Alternative splicing in multiple myeloma is driven by translocations, 1q amplification, and biallelic events in DIS3

Previously we determined that mutations in SF3B1 resulted in increased AS in MM patient samples [12]. However, only 1.6% of patients have this mutation, indicating that AS may not be as important in MM than in other hematological malignancies, or that there are other mechanisms specific to MM that are at play. To determine the full extent of alternative splicing (Fig. 1A) in MM, we performed UMAP clustering of 598 NDMM samples using the top 1% most-variate events, Fig. 1B. A clear segregation could be observed between samples with or without IgH translocations (Fig. 1B). This is in line with other genomic studies where the primary translocation events drive clustering of gene expression and DNA methylation data [23,24,25].

Fig. 1: Alternative splicing types among different cytogenetic and mutation comparisons.figure 1

A Seven fundamental AS types. B Unsupervised clustering of 598 NDMM samples by transcriptome splicing profiles with highlighted translocations. C Number of alternatively spliced events among genomic abnormality comparisons. D Composition of alternatively spliced events within each comparison. E Venn diagram of consistent AS events among t(4;14), t(4;14) + DIS3, biallelic DIS3 and DIS3 mutation comparisons.

To determine if other genomic factors could be involved in generating AS in MM we performed 18 comparisons that cover all major cytogenetic subgroups (IgH translocations and hyperdiploidy) and the most common mutations found in MM (BRAF, KRAS, NRAS, DIS3, TENT5C, and TP53), SF3B1 mutation and SF3B1 mutation hotspots, as well as those with biallelic abnormalities including DIS3, TENT5C, and TP53, chromosome 1q gain and amplification, plus one combination event where there is an association of DIS3 mutations in the t(4;14) (t(4;14) + DIS3 mutation). Sample size and comparison groups are described in Supplementary Table 1.

Differentially spliced events were identified in each comparison and further compared against a set of normal plasma cell RNA-seq data (N = 5) to remove any cell-type specific events. In total, 4422 AS events (|dPSI| >10%, TPM > 1, P < 0.05) were identified (Fig. 1C, Supplementary Tables 2, 3, and Supplementary Figs. 2, 3). Samples with SF3B1 mutation hotspots contained the greatest number of AS events (N = 862), and samples with any SF3B1 mutation had approximately half as many. Samples with primary IGH translocations had an equivalent number of AS events to those with SF3B1 mutations, with t(14;16) having the most (N = 587) followed by t(11;14) (N = 366), and t(4;14) (N = 256), but very few events were shared by all three translocation groups (Supplementary Fig. 4). 1q amplification also resulted in a large number of AS events (N = 430) whereas 1q gain did not (N = 37) and the absolute splicing levels of events consistently increased from 1q gain to 1q amplification (Supplementary Fig. 4J). The proportion of AS event types was similar among all comparisons (Fig. 1D), with alternative first (AF) exons being the dominant event type, followed by skipped exons (SE), and alternative last exons (AL).

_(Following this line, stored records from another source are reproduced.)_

//! Error types for the API client

use infraplan_core::error::exit_codes;
use infraplan_geo::GeoError;
use thiserror::Error;

/// Result type alias for API operations
pub type ApiResult<T> = Result<T, ApiError>;

/// API client errors
#[derive(Error, Debug)]
pub enum ApiError {
    /// HTTP request failed
    #[error("HTTP request failed: {0}")]
    Request(#[from] reqwest::Error),

    /// JSON serialization/deserialization failed
    #[error("JSON error: {0}")]
    Json(#[from] serde_json::Error),

    /// Request or response geometry was unusable
    #[error("Geometry error: {0}")]
    Geo(#[from] GeoError),

    /// Configuration error
    #[error("Configuration error: {0}")]
    Config(String),

    /// API returned an error response
    #[error("API error ({status}): {message}")]
    ApiResponse {
        /// HTTP status code
        status: u16,
        /// Error message from API
        message: String,
    },

    /// Circuit breaker is open
    #[error("Circuit breaker is open - backend temporarily unavailable")]
    CircuitOpen,

    /// Request timeout
    #[error("Request timeout after {0:?}")]
    Timeout(std::time::Duration),

    /// All retry attempts exhausted
    #[error("All {attempts} retry attempts failed: {last_error}")]
    RetriesExhausted {
        /// Number of attempts made
        attempts: u32,
        /// Last error message
        last_error: String,
    },
}

impl ApiError {
    /// Create a configuration error
    pub fn config(msg: impl Into<String>) -> Self {
        Self::Config(msg.into())
    }

    /// Create an API response error
    pub fn api_response(status: u16, message: impl Into<String>) -> Self {
        Self::ApiResponse {
            status,
            message: message.into(),
        }
    }

    /// Check if this error is retryable
    #[must_use]
    pub fn is_retryable(&self) -> bool {
        match self {
            Self::Request(e) => e.is_connect() || e.is_timeout(),
            Self::ApiResponse { status, .. } => *status >= 500 || *status == 429,
            Self::Timeout(_) => true,
            Self::CircuitOpen
            | Self::Config(_)
            | Self::Json(_)
            | Self::Geo(_)
            | Self::RetriesExhausted { .. } => false,
        }
    }

    /// Whether the backend could not be reached or answered with a failure,
    /// as opposed to the caller sending something unusable
    #[must_use]
    pub fn is_unavailable(&self) -> bool {
        !matches!(self, Self::Config(_) | Self::Geo(_)) && !self.is_client_error()
    }

    /// Check if this is a client error (4xx)
    #[must_use]
    pub fn is_client_error(&self) -> bool {
        matches!(self, Self::ApiResponse { status, .. } if (400..500).contains(status))
    }

    /// Check if this is a server error (5xx)
    #[must_use]
    pub fn is_server_error(&self) -> bool {
        matches!(self, Self::ApiResponse { status, .. } if *status >= 500)
    }

    /// Process exit code for this error
    #[must_use]
    pub fn exit_code(&self) -> i32 {
        match self {
            Self::Config(_) => exit_codes::CONFIG_ERROR,
            Self::Geo(_) => exit_codes::VALIDATION_ERROR,
            Self::Timeout(_) => exit_codes::TIMEOUT,
            _ => exit_codes::BACKEND_UNAVAILABLE,
        }
    }
}

#[cfg(test)]
mod tests {
    use super::*;

    #[test]
    fn test_retryable_statuses() {
        assert!(ApiError::api_response(503, "down").is_retryable());
        assert!(ApiError::api_response(429, "slow down").is_retryable());
        assert!(!ApiError::api_response(404, "missing").is_retryable());
        assert!(!ApiError::CircuitOpen.is_retryable());
    }

    #[test]
    fn test_status_classes() {
        let not_found = ApiError::api_response(404, "missing");
        assert!(not_found.is_client_error());
        assert!(!not_found.is_server_error());
        assert!(!not_found.is_unavailable());

        let bad_gateway = ApiError::api_response(502, "bad gateway");
        assert!(bad_gateway.is_server_error());
        assert!(bad_gateway.is_unavailable());
    }

    #[test]
    fn test_exit_codes() {
        assert_eq!(ApiError::config("x").exit_code(), exit_codes::CONFIG_ERROR);
        assert_eq!(
            ApiError::CircuitOpen.exit_code(),
            exit_codes::BACKEND_UNAVAILABLE
        );
        assert_eq!(
            ApiError::Geo(GeoError::InvalidCellSize(0.0)).exit_code(),
            exit_codes::VALIDATION_ERROR
        );
    }
}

DIS3 at 13q and TENT5C at 1p are frequently mutated in MM and play a part in RNA processing. Both genes are on chromosomal regions that are frequently deleted in MM patient samples and so we also looked at the effect of monoallelic and biallelic alterations at the loci. We identified increased AS in the biallelic state compared to the monoallelic state for both DIS3 (P = 0.02) and TENT5C (P = 0.01), Fig. 1C. The same was true for TP53, albeit at lower levels. When the mutation, copy number loss, and bi-allelic AS events were compared there was a synergistic effect for DIS3 and TENT5C biallelic status while an additive effect was observed for TP53 (Supplementary Fig. 4B–D). This observation still held on corresponding gene levels (Supplementary Table 4).

As DIS3 mutations were also enriched in the t(4;14) subgroup, we compared t(4;14) samples with and without DIS3 mutations to determine the effect on AS. This analysis indicated an increased number of AS events as a result of DIS3 mutations on a t(4;14) background (Fig. 1E). In addition, comparisons of biallelic DIS3 with or without a t(4;14) compared against samples without either abnormality indicated an increase in AS events and the corresponding genes when both abnormalities are present (Fig. 1E, Supplementary Figs. 3, 4, Supplementary Table 4). As del(13q) is common in MM (~50% of patients) and is enriched in t(4;14) MM (95% with del(13q)), we compared samples with or without del(13q) which resulted in very few (N = 32) AS events, indicating that del(13q) is not a confounder in this comparison.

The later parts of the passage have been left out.